## Your instructions
Print every line of the listing below, starting with the line that holds "sys::static_assert_eq_size!(Transform2D, [real; 6]);" and going on through the line that holds "impl_marshal_inline!(Color, Color);", both included, and print nothing else.

## Data extracts
----
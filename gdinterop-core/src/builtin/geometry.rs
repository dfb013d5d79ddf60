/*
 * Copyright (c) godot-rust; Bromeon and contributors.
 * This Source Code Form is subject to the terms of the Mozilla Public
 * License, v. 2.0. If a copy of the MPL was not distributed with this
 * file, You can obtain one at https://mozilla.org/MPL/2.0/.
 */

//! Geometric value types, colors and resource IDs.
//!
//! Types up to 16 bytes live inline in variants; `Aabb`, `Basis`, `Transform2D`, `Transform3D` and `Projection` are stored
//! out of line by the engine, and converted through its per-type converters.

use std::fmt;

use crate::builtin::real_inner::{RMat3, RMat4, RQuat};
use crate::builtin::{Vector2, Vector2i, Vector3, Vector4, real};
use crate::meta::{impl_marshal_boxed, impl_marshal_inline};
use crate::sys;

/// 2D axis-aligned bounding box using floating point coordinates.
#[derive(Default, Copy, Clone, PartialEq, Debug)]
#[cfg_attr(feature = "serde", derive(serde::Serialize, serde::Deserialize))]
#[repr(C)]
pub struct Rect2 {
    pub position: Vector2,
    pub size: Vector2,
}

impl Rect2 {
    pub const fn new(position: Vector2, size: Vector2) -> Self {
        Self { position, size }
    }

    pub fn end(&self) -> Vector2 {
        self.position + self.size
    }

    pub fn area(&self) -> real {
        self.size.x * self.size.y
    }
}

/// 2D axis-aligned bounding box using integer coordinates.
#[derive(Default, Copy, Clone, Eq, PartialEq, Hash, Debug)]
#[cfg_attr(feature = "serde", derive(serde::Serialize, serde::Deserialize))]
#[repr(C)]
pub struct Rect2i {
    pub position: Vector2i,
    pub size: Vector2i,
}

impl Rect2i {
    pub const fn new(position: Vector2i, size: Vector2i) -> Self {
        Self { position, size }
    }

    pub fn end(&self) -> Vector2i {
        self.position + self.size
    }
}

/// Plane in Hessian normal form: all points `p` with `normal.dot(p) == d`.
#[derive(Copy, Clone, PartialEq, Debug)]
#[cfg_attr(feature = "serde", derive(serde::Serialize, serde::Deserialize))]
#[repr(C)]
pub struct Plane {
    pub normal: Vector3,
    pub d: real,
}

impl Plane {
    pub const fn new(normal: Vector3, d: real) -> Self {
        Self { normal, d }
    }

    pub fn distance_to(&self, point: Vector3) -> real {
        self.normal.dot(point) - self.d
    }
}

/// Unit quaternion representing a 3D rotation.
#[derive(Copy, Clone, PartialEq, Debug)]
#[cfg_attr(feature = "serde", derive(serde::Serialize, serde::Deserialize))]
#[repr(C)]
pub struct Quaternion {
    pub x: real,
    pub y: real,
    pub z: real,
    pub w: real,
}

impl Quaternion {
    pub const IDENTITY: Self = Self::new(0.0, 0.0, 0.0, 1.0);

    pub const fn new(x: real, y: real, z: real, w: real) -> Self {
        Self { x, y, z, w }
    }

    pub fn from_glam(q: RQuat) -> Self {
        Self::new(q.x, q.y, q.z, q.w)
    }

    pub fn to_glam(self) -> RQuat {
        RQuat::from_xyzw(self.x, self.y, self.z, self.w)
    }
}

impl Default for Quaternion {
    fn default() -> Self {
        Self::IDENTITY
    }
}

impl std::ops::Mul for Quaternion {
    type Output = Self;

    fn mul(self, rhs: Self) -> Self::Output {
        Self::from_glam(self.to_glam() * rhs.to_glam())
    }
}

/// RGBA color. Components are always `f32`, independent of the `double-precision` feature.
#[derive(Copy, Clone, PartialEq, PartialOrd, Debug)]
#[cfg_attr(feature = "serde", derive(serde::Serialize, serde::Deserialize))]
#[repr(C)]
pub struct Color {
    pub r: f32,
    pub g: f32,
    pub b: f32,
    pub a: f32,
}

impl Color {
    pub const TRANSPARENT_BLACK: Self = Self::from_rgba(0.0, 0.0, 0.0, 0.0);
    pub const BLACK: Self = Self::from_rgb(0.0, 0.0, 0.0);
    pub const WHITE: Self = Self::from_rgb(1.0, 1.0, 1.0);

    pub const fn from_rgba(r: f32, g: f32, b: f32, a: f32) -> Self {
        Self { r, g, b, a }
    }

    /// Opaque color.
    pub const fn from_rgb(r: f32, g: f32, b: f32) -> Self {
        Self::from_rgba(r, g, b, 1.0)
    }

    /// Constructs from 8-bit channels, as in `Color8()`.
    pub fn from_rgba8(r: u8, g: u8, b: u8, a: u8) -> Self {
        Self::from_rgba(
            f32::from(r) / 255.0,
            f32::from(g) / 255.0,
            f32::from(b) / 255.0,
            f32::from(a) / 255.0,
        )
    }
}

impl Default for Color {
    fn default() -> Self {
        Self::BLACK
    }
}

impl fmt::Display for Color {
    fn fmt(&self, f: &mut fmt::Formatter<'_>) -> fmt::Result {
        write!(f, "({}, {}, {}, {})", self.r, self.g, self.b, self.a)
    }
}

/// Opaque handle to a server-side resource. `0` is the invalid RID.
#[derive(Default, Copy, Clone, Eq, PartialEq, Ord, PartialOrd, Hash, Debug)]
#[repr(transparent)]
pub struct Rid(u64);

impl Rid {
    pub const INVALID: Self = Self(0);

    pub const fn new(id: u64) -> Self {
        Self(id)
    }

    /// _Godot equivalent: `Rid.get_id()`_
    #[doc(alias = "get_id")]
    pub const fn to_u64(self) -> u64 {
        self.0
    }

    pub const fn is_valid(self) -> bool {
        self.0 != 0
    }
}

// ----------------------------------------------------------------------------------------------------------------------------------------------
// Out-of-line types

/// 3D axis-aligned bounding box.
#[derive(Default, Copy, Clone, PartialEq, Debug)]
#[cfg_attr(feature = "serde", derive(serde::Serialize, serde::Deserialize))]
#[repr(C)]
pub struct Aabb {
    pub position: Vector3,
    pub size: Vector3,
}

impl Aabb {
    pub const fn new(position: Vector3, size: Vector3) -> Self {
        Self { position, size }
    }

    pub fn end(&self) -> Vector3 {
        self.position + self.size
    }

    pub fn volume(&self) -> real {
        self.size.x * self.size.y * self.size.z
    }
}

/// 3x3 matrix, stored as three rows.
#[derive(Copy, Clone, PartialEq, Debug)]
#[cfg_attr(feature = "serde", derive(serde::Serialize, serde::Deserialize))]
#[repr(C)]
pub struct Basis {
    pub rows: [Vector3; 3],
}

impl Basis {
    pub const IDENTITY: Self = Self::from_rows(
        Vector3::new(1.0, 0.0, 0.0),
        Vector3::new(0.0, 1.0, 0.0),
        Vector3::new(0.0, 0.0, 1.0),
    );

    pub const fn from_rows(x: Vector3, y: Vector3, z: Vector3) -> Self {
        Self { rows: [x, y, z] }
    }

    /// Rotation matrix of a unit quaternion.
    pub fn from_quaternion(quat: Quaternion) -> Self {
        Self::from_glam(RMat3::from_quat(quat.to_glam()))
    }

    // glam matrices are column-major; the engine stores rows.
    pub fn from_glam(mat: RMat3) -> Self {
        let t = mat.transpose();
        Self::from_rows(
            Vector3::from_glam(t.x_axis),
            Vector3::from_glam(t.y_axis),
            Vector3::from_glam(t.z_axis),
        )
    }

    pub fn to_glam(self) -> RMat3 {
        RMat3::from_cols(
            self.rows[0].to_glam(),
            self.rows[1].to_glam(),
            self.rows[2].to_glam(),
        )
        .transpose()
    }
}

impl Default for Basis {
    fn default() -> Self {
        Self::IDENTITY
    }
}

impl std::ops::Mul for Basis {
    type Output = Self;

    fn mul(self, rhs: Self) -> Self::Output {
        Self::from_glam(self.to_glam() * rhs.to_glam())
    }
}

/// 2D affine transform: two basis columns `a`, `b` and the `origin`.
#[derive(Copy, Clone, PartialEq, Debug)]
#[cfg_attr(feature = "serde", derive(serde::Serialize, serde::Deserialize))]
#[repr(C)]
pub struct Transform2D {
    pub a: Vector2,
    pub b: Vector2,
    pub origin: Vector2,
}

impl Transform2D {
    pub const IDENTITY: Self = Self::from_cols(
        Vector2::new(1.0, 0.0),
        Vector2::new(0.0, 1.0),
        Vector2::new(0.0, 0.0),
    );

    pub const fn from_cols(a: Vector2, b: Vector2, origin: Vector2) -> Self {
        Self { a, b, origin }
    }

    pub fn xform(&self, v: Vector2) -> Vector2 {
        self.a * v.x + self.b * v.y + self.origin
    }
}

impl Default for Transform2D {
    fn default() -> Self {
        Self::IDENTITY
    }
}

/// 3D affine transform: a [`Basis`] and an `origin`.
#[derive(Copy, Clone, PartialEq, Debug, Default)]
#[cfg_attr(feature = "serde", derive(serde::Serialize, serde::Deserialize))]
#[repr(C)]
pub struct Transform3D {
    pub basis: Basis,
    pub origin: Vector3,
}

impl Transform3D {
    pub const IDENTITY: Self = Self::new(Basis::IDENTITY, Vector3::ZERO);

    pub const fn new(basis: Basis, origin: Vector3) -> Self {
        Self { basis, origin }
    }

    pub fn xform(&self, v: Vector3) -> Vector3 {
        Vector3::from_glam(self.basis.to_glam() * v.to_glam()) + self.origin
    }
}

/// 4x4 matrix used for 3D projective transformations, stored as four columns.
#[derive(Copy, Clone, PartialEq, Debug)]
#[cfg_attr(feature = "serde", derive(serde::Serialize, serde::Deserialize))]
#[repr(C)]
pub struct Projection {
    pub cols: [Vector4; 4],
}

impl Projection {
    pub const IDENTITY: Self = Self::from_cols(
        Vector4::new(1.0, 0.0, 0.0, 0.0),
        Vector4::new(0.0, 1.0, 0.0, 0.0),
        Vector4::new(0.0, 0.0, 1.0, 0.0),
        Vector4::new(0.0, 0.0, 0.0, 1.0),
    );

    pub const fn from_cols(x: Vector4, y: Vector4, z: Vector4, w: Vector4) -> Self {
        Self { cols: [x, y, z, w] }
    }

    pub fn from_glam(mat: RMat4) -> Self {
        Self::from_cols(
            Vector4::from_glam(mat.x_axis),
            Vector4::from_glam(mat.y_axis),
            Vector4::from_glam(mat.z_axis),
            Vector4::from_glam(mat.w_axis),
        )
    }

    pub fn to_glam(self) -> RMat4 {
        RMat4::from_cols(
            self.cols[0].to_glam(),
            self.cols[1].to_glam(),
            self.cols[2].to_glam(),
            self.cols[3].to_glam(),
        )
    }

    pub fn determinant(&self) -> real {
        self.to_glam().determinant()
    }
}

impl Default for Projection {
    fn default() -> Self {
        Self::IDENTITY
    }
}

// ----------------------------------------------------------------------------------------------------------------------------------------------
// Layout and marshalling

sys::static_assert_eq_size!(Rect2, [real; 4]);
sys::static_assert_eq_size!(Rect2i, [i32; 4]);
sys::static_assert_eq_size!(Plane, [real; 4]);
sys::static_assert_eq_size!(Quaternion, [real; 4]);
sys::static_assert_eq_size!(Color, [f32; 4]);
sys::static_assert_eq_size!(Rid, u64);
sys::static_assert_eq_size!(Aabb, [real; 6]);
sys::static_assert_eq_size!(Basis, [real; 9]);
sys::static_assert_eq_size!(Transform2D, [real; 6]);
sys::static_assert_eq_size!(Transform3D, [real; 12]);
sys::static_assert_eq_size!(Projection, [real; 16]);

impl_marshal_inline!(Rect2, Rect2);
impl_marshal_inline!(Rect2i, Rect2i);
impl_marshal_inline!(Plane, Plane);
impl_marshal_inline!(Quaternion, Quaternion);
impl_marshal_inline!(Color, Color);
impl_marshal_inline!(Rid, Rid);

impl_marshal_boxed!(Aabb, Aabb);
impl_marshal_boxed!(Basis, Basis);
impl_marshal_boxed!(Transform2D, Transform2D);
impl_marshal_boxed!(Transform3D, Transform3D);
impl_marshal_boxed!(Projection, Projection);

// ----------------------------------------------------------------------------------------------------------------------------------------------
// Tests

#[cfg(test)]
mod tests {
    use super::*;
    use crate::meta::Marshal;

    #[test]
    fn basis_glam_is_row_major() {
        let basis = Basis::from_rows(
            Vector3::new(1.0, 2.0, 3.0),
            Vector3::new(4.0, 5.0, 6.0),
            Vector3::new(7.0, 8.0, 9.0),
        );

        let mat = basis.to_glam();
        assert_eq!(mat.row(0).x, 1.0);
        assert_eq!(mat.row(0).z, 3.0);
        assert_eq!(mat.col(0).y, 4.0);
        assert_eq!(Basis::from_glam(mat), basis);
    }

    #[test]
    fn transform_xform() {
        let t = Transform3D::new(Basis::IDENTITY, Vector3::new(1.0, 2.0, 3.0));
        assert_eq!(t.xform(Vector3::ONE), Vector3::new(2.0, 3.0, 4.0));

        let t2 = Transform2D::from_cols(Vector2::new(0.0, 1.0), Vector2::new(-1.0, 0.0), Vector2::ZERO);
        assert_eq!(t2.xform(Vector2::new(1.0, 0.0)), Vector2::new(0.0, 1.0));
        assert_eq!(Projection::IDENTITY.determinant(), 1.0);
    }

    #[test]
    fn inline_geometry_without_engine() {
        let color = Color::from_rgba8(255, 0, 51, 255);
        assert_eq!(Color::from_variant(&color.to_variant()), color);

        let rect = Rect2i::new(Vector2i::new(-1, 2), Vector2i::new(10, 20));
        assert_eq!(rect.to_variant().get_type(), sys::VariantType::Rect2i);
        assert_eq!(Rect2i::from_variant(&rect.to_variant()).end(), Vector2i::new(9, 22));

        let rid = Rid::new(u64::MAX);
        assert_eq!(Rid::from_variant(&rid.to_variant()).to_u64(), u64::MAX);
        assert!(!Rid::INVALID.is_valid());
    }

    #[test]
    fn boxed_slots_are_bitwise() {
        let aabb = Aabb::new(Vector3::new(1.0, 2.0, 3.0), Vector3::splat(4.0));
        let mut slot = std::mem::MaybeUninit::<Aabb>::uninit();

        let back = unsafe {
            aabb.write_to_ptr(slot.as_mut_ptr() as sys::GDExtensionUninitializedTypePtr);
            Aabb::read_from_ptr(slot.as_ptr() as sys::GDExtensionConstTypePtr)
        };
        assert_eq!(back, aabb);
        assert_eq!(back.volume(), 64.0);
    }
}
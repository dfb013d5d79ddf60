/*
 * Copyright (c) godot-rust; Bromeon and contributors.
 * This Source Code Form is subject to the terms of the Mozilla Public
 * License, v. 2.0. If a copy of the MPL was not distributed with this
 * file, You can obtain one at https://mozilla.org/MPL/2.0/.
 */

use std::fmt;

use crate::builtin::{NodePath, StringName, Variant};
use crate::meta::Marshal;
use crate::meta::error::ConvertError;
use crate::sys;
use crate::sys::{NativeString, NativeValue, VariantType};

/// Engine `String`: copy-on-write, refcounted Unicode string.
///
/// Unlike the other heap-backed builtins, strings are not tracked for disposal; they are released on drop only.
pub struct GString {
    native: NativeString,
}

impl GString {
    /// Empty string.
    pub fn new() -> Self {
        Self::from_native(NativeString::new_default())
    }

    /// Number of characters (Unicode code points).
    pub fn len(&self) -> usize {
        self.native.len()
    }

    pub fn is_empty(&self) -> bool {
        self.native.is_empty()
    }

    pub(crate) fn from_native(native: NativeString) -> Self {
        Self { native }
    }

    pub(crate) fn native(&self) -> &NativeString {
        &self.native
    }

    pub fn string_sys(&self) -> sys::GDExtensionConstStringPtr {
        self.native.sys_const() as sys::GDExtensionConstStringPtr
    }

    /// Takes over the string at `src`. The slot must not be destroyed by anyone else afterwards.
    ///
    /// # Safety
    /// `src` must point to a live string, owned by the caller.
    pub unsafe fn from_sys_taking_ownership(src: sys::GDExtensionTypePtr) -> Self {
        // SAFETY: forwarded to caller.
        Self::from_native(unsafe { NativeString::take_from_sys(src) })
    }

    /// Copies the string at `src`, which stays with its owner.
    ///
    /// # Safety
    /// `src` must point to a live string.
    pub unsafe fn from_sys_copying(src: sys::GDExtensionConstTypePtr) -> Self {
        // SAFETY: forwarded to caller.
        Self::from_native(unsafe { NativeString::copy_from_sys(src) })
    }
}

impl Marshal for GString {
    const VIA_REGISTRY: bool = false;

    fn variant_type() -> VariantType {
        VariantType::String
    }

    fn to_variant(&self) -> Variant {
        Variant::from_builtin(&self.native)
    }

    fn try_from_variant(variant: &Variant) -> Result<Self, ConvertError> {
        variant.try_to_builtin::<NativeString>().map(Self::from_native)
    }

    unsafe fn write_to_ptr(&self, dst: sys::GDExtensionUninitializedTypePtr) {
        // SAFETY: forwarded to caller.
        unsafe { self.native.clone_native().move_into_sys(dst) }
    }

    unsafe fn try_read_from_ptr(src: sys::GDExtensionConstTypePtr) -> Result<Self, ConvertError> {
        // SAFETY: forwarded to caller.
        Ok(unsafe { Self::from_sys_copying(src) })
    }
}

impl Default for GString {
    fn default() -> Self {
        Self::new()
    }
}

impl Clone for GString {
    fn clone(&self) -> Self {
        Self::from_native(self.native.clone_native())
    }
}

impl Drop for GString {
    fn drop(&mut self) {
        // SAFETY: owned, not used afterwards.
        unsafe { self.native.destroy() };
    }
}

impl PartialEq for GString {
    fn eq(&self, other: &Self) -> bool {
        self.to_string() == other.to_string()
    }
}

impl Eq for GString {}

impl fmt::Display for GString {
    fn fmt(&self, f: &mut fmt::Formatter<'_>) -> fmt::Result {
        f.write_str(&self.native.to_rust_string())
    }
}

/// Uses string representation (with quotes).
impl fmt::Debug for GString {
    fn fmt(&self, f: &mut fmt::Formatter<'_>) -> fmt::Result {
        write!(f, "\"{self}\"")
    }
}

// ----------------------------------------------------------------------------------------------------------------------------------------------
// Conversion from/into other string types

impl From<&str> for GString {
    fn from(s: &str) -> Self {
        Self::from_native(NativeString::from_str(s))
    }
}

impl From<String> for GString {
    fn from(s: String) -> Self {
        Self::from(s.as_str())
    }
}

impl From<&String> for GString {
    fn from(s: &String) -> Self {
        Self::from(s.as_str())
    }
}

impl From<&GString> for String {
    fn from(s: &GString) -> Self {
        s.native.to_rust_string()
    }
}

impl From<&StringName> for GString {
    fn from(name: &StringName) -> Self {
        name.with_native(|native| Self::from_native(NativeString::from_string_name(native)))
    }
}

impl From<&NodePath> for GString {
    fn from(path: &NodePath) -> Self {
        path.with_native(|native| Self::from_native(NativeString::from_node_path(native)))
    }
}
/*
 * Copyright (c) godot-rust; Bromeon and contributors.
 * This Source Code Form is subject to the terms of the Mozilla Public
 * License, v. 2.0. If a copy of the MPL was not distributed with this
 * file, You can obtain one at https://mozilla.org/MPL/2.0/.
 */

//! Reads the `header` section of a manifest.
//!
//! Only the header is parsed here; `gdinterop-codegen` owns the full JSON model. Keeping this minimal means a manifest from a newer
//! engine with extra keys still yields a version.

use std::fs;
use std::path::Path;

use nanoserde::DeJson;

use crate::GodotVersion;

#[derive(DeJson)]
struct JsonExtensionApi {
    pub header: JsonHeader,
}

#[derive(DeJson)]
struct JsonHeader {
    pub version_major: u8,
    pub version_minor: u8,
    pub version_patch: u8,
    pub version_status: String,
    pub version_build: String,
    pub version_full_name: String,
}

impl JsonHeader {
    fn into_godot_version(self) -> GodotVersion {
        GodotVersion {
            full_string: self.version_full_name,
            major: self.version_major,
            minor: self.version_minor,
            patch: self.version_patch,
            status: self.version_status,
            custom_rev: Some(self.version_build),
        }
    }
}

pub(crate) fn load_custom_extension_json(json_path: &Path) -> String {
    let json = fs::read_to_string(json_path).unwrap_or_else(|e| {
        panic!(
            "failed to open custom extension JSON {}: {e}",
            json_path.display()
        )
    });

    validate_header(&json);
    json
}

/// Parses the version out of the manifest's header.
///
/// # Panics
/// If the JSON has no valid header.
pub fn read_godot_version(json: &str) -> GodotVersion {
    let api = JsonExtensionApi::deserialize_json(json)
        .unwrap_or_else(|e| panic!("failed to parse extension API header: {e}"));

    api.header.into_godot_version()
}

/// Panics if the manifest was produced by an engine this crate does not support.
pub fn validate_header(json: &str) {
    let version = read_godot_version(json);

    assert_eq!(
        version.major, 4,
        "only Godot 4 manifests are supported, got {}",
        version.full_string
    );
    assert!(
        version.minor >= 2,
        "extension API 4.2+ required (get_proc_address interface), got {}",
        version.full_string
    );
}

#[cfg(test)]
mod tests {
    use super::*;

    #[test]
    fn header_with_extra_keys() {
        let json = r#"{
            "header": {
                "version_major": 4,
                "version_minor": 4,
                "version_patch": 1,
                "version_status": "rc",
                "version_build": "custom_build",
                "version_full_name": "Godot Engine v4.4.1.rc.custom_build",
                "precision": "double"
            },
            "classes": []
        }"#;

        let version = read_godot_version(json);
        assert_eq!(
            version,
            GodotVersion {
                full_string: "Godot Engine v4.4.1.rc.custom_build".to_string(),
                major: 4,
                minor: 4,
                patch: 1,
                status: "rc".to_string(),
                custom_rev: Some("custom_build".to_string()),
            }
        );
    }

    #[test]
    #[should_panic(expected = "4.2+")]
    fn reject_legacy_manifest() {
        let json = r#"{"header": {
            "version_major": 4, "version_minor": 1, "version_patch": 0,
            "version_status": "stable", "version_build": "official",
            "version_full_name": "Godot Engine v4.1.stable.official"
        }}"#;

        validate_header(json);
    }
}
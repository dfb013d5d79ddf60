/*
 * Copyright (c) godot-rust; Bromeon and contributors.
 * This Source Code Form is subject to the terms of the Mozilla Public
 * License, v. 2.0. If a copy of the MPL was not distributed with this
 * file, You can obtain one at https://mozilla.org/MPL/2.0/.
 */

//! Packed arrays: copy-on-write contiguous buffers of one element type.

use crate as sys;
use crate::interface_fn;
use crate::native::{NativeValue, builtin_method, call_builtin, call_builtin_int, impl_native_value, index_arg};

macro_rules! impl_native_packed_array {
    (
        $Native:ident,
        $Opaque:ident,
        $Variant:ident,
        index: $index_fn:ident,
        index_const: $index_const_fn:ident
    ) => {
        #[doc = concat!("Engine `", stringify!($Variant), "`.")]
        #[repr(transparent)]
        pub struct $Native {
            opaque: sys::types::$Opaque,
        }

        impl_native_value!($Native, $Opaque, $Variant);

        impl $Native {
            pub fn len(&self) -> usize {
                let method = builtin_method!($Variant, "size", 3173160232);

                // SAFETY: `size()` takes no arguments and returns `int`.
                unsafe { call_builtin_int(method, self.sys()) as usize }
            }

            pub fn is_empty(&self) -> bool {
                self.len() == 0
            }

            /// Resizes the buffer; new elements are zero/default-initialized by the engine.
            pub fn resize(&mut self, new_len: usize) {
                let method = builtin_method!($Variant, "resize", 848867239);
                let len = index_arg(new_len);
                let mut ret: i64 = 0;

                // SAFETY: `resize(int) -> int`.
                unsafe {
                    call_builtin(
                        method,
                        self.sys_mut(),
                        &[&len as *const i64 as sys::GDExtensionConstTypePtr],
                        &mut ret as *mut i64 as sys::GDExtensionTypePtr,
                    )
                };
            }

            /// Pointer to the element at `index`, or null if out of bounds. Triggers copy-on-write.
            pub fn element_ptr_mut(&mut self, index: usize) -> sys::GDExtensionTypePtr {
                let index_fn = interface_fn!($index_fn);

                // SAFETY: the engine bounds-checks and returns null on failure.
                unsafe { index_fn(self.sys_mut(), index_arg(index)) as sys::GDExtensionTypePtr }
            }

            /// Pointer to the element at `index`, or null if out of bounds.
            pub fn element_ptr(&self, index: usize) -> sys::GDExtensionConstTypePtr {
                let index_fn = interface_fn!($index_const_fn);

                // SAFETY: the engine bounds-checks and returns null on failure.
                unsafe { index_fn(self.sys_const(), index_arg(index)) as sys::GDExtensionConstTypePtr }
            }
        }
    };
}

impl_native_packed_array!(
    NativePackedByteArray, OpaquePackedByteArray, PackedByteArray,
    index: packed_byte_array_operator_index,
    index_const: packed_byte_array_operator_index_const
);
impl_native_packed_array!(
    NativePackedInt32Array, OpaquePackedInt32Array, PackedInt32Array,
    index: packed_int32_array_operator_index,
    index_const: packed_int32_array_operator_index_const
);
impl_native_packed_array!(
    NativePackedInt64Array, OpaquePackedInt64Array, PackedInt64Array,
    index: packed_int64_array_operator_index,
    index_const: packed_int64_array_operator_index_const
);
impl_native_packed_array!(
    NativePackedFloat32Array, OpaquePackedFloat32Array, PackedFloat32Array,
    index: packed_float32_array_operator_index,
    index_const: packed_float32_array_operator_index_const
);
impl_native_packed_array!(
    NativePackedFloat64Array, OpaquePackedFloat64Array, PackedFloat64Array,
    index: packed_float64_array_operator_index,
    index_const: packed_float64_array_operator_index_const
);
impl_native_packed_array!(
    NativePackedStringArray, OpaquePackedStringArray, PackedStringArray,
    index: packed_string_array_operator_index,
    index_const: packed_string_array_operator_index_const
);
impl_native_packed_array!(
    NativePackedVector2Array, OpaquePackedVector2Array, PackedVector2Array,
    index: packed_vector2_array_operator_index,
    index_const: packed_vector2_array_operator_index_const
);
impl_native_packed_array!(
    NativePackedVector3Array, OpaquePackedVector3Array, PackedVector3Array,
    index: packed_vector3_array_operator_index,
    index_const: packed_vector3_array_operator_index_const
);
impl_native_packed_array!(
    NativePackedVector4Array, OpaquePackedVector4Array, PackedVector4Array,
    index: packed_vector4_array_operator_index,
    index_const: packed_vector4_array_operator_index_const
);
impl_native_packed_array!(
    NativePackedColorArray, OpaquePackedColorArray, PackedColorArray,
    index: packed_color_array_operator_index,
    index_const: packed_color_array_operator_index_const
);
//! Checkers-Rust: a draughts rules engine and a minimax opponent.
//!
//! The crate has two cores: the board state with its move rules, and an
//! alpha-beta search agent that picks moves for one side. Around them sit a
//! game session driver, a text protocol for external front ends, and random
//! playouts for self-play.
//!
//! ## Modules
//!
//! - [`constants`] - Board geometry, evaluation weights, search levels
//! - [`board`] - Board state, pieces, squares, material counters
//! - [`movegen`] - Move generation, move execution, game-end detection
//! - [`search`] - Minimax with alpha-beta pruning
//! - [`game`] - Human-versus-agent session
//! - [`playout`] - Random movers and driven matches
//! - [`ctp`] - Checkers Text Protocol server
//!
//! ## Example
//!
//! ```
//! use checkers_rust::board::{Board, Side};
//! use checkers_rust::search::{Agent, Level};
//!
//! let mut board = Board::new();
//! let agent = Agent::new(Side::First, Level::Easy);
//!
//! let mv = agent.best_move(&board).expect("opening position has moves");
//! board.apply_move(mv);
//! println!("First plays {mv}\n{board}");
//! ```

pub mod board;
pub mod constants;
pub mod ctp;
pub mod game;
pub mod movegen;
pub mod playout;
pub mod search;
----
## Written response
sys::static_assert_eq_size!(Transform2D, [real; 6]);
sys::static_assert_eq_size!(Transform3D, [real; 12]);
sys::static_assert_eq_size!(Projection, [real; 16]);

impl_marshal_inline!(Rect2, Rect2);
impl_marshal_inline!(Rect2i, Rect2i);
impl_marshal_inline!(Plane, Plane);
impl_marshal_inline!(Quaternion, Quaternion);
impl_marshal_inline!(Color, Color);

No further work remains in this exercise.